EXERCISE DESCRIPTION >> Would you give the entries below again in full, exactly as they stand?
==== DATASET ENTRIES
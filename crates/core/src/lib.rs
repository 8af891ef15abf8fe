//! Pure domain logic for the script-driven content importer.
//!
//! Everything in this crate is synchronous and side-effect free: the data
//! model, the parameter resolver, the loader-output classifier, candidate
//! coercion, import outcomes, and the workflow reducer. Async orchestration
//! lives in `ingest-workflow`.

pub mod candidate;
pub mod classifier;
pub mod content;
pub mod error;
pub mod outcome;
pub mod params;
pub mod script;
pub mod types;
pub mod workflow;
========
EXERCISE RESULT >>
filename crates/core/src/lib.rs
repository 8af891ef15abf8fe
//! Pure domain logic for the script-driven content importer.
//!
//! Everything in this crate is synchronous and side-effect free: the data
//! model, the parameter resolver, the loader-output classifier, candidate
//! coercion, import outcomes, and the workflow reducer. Async orchestration
//! lives in `ingest-workflow`.

pub mod candidate;
pub mod classifier;
pub mod content;
pub mod error;
pub mod outcome;
pub mod params;
pub mod script;
pub mod types;
pub mod workflow;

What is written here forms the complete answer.